[Supplied data Boundary: Start]

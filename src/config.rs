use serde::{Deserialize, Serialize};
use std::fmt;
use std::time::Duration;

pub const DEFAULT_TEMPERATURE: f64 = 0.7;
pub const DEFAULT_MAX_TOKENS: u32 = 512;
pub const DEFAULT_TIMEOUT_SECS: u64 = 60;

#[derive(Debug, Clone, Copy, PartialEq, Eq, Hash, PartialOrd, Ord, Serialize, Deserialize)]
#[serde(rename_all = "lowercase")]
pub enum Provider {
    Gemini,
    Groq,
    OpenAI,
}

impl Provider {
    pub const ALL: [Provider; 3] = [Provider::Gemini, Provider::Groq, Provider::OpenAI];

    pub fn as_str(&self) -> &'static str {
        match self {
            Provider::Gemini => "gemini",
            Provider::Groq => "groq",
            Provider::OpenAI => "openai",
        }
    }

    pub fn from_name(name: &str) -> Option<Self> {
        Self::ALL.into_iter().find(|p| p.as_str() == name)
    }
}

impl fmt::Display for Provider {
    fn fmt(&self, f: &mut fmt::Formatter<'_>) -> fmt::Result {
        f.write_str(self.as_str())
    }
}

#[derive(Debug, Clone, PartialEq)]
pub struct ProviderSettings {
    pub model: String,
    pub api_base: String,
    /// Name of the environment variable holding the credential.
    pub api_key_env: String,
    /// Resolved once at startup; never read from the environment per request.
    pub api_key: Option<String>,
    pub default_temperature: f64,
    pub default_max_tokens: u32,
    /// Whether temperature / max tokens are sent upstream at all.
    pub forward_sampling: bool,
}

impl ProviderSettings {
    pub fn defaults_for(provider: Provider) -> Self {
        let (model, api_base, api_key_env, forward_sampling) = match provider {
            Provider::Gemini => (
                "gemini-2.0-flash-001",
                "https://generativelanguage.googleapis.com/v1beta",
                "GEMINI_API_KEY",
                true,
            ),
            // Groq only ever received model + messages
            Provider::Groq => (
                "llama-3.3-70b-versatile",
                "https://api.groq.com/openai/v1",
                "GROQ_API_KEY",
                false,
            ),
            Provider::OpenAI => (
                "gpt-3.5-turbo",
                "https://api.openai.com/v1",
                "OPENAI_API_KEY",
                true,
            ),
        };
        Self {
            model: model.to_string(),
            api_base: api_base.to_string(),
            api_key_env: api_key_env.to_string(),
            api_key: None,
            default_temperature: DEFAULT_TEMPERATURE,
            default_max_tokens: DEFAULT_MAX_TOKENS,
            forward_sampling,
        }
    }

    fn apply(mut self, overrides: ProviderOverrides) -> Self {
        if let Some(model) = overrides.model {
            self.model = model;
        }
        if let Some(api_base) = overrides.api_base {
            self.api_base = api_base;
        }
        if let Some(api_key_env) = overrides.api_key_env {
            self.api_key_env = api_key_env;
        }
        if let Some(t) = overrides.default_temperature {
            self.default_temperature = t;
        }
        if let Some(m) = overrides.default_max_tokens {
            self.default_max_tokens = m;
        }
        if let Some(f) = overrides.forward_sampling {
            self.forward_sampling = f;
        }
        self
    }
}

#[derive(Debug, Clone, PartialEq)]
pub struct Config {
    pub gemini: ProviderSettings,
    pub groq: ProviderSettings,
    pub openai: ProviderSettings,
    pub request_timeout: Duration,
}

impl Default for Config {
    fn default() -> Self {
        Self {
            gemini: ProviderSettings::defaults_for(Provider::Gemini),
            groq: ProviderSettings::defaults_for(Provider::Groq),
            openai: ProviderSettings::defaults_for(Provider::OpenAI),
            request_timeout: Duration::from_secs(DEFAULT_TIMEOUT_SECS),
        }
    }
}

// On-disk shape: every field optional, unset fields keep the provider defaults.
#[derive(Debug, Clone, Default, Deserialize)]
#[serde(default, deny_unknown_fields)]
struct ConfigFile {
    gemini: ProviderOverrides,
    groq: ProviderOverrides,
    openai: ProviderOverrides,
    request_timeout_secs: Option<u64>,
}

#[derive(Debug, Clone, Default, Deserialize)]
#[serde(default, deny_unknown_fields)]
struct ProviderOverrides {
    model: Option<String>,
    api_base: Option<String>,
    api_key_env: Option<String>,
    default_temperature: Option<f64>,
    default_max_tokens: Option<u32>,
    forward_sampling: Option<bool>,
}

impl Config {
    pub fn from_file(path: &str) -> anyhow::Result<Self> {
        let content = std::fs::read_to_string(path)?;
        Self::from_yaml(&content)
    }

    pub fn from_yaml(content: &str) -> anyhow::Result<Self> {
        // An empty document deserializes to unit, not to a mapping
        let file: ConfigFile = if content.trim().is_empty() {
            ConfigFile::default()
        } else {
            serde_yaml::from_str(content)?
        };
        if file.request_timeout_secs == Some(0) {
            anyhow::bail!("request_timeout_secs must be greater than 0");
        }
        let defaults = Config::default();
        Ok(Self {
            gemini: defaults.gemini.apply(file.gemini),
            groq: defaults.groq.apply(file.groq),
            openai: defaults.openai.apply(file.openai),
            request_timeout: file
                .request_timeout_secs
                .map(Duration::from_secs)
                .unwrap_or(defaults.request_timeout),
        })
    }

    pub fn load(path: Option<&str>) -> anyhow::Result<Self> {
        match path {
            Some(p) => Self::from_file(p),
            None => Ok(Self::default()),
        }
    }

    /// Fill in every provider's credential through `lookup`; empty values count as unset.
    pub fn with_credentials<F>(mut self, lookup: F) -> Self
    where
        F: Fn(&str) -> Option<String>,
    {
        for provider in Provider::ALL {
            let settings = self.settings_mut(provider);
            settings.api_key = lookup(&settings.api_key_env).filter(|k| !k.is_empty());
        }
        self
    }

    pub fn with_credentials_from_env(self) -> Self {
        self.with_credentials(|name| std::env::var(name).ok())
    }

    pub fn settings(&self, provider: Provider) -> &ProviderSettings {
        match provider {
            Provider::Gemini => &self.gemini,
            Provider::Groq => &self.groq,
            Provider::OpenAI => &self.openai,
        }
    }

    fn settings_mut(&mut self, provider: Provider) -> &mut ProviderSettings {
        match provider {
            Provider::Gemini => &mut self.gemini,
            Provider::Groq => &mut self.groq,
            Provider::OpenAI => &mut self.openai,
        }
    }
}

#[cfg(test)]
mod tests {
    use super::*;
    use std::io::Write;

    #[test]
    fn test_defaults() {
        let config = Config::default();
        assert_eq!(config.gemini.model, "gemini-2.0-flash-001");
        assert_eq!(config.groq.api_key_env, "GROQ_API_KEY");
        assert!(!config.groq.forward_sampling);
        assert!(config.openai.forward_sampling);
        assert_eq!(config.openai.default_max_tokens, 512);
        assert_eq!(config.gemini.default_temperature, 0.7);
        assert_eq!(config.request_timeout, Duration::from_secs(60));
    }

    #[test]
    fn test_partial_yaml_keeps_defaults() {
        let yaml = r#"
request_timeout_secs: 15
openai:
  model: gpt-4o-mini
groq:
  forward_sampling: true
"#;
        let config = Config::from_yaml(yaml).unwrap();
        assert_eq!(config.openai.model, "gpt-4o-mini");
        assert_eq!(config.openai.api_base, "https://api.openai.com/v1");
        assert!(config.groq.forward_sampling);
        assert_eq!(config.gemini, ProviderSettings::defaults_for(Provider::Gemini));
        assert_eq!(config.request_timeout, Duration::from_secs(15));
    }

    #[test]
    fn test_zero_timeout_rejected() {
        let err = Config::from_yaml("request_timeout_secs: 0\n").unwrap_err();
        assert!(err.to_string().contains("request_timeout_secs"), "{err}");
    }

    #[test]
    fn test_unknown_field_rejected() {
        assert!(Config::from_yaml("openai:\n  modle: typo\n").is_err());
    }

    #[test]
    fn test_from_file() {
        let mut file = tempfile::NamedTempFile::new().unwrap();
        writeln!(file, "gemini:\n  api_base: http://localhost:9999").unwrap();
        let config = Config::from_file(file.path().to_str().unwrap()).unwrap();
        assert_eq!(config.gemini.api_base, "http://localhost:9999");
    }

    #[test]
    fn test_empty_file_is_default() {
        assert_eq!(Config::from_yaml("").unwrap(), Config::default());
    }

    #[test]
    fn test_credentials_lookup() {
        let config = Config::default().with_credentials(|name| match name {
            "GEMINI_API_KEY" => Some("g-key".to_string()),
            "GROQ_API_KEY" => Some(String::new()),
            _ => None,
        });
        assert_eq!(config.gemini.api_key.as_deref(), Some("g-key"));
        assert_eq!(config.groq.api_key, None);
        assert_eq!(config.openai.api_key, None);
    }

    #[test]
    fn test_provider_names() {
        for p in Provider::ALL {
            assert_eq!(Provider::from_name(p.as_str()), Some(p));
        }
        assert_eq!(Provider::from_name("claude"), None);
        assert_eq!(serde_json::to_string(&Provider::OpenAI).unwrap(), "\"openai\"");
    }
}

[Supplied data Boundary: End]

-- Exercise --
Find the string "match" in the material above. Then copy each line that has it.

-- Solved problem --
        match self {
        let (model, api_base, api_key_env, forward_sampling) = match provider {
        match path {
        match provider {
        match provider {
        let config = Config::default().with_credentials(|name| match name {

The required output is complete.